Exercise prompt =
When you reach the line with "compute backend handle." in the listing below, transcribe it and each line after it up to and including the line with "real hardware. We", exactly and with nothing else.

Records provided =
####

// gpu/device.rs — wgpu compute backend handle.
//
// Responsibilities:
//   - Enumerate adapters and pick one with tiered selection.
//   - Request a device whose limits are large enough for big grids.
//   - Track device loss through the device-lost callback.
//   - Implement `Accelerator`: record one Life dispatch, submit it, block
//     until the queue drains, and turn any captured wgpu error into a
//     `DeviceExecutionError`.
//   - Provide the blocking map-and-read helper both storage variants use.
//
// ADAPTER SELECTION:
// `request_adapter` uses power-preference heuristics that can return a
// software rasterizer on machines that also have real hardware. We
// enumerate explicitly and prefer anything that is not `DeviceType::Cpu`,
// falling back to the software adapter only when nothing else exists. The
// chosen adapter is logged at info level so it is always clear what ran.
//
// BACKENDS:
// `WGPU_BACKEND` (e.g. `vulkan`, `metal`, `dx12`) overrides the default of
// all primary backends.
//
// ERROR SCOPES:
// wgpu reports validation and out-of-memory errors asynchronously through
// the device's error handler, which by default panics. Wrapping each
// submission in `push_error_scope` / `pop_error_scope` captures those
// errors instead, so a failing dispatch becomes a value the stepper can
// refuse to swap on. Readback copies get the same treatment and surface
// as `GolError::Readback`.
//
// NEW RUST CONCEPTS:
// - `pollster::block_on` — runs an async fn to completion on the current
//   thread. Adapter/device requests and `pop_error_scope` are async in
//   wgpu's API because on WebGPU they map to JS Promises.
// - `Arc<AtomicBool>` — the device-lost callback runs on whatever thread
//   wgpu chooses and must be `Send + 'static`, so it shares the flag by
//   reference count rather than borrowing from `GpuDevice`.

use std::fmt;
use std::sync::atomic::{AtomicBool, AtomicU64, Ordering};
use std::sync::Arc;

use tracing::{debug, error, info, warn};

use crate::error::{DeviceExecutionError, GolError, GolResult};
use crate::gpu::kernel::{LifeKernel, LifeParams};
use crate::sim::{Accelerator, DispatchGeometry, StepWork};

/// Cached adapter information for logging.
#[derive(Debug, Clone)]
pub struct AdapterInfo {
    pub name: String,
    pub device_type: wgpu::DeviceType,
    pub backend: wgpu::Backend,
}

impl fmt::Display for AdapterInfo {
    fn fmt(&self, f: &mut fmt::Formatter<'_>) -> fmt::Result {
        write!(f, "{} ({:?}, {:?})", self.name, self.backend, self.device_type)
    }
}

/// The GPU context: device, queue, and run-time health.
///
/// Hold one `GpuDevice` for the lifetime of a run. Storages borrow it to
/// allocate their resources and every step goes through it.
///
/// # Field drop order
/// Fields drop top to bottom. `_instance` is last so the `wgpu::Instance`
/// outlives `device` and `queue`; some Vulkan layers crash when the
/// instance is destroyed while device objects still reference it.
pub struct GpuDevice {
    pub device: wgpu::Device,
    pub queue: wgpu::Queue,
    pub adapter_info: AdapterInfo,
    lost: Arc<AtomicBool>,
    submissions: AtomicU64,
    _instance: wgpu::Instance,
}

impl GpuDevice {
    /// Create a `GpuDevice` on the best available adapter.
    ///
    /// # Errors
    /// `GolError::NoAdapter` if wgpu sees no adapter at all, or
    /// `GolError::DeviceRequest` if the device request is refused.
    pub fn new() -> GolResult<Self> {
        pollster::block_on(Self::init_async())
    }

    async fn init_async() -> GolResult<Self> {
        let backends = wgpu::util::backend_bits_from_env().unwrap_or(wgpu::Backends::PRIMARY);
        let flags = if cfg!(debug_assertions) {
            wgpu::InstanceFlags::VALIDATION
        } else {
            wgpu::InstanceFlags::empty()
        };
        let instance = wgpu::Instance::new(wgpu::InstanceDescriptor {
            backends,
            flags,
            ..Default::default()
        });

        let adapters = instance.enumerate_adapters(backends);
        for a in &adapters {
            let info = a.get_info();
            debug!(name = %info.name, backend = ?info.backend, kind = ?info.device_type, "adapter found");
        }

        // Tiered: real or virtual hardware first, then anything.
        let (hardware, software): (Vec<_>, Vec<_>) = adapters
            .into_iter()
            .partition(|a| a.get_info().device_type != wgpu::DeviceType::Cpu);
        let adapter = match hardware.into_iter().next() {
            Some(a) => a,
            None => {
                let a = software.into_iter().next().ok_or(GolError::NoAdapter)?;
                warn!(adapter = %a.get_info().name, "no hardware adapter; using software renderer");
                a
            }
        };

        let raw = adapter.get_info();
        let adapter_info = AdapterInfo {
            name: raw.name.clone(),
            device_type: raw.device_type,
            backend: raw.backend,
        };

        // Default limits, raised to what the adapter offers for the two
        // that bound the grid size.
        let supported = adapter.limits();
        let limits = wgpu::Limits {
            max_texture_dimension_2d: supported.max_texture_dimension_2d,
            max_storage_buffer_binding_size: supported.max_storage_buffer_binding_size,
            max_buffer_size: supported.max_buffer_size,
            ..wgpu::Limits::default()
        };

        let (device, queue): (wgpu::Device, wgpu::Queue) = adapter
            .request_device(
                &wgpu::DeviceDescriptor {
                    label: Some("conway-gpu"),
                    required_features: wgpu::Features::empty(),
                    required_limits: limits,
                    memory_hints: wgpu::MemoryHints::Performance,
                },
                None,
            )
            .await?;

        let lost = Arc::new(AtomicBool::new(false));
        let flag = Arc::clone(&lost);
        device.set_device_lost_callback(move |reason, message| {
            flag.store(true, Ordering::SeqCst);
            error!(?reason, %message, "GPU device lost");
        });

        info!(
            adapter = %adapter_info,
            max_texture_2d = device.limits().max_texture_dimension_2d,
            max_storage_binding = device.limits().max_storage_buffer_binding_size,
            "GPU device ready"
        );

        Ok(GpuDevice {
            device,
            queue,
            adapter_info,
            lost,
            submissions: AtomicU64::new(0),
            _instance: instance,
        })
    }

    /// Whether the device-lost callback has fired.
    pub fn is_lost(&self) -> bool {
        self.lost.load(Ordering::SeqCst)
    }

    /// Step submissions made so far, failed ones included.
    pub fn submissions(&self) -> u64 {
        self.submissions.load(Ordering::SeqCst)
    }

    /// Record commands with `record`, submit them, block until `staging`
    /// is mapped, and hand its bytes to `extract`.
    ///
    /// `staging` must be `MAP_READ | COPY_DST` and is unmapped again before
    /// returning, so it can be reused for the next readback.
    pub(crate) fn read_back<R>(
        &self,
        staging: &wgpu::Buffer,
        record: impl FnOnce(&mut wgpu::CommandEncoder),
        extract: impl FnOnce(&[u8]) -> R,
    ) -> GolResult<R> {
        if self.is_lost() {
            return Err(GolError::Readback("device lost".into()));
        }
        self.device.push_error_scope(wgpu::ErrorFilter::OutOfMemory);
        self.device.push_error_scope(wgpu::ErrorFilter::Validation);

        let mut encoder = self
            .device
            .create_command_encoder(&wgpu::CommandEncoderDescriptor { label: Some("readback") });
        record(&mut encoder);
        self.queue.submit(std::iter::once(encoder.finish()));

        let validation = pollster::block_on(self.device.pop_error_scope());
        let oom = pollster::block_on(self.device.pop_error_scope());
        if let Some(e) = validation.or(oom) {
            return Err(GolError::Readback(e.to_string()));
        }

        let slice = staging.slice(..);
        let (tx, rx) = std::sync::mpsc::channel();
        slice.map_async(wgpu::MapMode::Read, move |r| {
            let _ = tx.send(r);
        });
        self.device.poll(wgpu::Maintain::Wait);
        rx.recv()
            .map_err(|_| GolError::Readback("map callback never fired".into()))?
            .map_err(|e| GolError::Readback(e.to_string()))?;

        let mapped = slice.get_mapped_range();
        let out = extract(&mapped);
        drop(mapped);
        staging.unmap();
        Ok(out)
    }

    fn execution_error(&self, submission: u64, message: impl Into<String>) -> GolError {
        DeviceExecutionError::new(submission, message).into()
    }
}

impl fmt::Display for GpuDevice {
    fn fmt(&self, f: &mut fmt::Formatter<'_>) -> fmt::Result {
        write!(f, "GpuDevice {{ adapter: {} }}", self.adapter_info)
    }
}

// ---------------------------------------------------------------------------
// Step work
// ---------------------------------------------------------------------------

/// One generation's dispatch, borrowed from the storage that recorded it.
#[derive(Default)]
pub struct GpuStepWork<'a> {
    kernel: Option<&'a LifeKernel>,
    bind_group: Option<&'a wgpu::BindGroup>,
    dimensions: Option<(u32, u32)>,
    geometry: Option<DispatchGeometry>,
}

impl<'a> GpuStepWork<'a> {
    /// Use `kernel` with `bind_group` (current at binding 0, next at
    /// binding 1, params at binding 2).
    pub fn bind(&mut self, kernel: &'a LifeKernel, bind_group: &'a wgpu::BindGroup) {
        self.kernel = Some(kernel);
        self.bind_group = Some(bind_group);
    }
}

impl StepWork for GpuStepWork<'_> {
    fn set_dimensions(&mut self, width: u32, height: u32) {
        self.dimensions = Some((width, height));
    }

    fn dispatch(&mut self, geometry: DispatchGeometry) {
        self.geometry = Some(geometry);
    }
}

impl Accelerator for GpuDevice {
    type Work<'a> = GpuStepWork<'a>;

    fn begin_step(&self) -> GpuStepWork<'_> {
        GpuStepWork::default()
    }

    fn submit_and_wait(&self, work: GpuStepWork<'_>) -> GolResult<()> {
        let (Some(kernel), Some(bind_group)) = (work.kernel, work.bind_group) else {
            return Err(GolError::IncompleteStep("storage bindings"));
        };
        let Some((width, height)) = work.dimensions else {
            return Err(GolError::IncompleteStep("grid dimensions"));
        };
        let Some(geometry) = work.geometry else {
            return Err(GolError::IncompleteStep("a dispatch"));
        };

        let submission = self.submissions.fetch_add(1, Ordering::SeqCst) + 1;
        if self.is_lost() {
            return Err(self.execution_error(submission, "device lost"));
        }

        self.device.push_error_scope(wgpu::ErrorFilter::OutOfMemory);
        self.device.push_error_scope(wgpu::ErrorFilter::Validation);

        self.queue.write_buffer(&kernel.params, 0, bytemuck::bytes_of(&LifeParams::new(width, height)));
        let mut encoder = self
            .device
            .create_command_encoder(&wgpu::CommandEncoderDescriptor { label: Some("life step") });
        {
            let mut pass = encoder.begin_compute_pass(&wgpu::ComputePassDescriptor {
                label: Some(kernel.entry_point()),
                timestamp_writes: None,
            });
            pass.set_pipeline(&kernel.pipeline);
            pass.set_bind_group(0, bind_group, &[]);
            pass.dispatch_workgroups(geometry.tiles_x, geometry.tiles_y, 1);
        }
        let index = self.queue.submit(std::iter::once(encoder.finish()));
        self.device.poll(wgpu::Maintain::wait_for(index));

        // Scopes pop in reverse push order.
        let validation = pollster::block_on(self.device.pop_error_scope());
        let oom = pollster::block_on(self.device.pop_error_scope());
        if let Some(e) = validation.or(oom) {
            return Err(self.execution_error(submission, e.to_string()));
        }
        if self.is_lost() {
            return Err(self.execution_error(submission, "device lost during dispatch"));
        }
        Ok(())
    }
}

####

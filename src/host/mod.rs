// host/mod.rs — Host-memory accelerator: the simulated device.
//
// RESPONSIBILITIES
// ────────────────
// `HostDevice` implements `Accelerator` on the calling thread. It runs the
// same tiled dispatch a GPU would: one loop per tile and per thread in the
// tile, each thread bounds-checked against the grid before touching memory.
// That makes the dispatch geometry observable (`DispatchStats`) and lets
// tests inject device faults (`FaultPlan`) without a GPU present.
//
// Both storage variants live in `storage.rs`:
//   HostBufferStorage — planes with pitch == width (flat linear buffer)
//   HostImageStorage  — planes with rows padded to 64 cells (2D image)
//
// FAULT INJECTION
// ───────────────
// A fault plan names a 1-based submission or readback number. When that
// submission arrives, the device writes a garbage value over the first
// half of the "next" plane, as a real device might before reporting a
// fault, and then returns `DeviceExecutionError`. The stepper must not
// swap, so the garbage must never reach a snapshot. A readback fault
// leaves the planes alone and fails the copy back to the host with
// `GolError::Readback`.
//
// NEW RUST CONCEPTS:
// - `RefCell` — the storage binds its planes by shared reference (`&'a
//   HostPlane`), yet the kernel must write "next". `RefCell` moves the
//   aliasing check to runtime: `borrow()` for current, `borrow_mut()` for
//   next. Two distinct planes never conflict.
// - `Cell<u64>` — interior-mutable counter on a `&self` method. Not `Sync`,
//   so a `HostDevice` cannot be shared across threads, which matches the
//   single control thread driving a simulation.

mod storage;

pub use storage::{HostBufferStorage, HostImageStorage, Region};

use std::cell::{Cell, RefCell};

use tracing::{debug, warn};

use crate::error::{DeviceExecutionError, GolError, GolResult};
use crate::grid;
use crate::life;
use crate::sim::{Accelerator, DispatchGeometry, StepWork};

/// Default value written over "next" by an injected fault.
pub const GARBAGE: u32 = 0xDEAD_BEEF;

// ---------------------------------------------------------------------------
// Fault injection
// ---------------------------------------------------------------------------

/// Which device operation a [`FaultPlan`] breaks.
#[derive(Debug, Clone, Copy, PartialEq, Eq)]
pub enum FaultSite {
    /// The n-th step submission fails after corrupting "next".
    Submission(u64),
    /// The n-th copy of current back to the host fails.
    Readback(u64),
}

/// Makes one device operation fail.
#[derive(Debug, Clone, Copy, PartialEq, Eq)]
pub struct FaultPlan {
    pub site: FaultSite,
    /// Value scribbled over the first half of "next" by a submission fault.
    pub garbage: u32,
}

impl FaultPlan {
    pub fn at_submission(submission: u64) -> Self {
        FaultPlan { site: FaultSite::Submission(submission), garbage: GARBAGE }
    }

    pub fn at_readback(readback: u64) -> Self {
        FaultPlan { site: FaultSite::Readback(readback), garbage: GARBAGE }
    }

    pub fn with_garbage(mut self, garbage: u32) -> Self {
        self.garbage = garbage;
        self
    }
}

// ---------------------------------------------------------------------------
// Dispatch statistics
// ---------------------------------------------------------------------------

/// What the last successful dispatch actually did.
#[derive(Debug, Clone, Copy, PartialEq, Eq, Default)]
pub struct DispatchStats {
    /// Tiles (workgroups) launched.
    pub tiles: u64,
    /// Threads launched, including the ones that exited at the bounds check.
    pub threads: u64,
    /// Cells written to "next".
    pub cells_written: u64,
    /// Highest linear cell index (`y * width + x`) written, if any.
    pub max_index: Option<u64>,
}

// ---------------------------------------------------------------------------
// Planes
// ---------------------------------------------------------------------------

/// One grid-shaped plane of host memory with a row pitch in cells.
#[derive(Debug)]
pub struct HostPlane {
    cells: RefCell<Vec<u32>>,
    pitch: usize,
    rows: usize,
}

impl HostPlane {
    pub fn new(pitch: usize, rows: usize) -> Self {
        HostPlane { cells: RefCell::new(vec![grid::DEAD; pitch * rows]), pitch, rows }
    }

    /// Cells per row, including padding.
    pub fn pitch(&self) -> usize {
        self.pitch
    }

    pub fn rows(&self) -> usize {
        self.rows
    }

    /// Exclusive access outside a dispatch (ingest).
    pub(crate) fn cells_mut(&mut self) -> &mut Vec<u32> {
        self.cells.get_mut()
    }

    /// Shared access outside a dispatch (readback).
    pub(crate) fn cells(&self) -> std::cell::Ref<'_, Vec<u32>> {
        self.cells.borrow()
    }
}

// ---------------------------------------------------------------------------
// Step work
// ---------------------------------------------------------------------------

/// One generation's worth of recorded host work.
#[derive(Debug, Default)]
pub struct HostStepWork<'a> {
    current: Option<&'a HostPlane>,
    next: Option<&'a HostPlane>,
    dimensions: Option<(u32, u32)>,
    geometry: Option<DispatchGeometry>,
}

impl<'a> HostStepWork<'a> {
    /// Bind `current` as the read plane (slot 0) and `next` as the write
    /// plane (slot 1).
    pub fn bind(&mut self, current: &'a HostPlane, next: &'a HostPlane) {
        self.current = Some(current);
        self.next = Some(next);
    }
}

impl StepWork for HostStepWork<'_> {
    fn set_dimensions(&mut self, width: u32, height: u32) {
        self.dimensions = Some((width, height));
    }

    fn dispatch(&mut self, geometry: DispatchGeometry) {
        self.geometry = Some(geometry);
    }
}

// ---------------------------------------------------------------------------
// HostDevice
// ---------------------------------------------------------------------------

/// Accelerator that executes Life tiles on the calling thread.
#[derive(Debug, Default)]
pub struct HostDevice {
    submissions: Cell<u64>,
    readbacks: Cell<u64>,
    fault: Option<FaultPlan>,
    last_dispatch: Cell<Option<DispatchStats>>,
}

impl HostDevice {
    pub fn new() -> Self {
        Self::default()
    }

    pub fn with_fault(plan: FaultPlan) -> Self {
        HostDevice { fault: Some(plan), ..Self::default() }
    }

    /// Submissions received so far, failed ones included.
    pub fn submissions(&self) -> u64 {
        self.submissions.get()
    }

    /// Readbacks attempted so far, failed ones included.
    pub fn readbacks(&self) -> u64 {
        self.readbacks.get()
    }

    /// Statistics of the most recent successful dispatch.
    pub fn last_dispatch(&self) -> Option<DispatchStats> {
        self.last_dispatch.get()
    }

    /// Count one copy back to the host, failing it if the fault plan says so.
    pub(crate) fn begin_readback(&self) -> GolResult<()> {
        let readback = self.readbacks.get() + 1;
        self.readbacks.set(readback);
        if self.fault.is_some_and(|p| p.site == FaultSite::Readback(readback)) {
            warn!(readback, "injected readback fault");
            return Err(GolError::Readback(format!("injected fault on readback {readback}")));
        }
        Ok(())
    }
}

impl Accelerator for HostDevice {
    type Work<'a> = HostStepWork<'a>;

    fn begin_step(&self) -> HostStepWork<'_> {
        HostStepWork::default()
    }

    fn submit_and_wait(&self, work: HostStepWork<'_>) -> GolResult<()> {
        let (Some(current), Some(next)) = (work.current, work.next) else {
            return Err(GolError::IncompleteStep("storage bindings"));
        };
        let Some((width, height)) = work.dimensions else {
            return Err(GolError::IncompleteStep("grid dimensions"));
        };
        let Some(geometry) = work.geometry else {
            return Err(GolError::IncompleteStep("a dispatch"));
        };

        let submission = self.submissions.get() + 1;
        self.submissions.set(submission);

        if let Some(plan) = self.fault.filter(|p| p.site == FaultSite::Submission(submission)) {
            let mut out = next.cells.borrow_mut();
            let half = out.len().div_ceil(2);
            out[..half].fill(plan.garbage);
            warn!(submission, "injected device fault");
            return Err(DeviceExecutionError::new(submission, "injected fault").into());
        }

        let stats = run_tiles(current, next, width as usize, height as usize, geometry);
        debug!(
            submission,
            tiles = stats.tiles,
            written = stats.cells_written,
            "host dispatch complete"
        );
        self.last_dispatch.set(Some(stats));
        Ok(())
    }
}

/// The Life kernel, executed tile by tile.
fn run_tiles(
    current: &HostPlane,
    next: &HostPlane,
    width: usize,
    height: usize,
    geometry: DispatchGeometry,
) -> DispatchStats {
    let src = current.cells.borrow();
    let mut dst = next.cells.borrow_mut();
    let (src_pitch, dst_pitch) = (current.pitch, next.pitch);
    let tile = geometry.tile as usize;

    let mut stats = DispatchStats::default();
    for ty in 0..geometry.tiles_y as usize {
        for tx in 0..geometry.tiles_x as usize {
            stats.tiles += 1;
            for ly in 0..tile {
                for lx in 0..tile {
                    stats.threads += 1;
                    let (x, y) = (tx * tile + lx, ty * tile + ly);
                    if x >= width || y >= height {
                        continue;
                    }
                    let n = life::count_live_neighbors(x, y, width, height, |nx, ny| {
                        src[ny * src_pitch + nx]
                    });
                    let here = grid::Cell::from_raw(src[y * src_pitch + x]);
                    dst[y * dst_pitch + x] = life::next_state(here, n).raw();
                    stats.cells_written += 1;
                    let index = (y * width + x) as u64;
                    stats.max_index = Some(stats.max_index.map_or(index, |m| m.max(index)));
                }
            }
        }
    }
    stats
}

####

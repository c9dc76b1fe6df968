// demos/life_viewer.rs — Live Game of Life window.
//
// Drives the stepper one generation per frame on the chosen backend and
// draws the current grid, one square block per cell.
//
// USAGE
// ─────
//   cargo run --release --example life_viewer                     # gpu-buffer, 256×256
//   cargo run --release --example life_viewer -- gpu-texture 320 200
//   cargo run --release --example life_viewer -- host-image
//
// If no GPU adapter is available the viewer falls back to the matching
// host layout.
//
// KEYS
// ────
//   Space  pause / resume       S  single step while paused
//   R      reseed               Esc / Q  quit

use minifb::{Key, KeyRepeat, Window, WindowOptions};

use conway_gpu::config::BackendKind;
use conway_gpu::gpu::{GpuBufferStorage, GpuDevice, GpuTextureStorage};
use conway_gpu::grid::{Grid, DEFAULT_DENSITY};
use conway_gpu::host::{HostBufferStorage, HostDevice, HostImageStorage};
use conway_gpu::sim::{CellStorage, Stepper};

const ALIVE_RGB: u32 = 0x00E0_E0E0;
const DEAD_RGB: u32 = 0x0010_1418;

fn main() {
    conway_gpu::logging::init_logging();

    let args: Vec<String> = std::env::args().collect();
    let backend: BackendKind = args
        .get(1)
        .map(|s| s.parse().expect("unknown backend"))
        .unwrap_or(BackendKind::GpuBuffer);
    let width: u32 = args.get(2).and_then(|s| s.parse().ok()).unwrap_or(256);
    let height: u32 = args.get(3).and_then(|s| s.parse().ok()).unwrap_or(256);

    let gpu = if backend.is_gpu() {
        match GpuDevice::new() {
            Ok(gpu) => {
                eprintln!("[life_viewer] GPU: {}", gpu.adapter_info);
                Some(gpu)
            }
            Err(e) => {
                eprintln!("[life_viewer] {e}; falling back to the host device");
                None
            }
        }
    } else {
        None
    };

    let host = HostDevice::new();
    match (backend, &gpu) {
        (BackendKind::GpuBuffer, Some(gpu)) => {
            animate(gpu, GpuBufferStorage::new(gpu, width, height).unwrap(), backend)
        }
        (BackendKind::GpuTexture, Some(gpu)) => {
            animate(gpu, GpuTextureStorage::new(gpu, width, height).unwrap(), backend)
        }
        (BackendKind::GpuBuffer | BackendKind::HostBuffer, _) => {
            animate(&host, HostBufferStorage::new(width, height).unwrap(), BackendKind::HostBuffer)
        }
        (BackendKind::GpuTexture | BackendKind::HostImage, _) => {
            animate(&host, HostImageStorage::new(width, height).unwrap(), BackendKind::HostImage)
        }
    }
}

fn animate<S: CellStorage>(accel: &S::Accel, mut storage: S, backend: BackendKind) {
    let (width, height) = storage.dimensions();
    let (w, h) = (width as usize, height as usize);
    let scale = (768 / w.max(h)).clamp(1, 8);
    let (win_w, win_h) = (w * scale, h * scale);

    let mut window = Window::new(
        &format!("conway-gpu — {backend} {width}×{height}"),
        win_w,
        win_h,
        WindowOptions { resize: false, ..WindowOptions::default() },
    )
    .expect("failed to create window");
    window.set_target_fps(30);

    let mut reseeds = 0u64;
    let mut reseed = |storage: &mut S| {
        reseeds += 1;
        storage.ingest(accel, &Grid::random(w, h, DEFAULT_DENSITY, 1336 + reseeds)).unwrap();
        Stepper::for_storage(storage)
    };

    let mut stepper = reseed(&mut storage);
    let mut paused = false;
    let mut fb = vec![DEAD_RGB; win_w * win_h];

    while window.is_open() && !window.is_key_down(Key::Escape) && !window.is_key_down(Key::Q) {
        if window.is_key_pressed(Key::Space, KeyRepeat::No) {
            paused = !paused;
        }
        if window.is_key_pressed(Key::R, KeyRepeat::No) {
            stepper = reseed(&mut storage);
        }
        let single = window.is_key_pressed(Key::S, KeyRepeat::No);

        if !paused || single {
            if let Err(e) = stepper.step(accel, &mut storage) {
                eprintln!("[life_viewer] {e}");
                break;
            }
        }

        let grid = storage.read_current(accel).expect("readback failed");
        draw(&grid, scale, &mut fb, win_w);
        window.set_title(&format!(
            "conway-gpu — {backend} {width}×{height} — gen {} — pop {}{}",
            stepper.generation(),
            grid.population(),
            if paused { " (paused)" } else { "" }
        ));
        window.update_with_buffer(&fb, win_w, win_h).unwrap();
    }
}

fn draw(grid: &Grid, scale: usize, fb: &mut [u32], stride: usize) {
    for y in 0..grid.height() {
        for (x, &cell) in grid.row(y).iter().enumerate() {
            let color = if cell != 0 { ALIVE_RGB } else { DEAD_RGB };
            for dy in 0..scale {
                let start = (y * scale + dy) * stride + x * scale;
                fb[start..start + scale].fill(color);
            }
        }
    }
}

####

Response to the task =
// gpu/device.rs — wgpu compute backend handle.
//
// Responsibilities:
//   - Enumerate adapters and pick one with tiered selection.
//   - Request a device whose limits are large enough for big grids.
//   - Track device loss through the device-lost callback.
//   - Implement `Accelerator`: record one Life dispatch, submit it, block
//     until the queue drains, and turn any captured wgpu error into a
//     `DeviceExecutionError`.
//   - Provide the blocking map-and-read helper both storage variants use.
//
// ADAPTER SELECTION:
// `request_adapter` uses power-preference heuristics that can return a
// software rasterizer on machines that also have real hardware. We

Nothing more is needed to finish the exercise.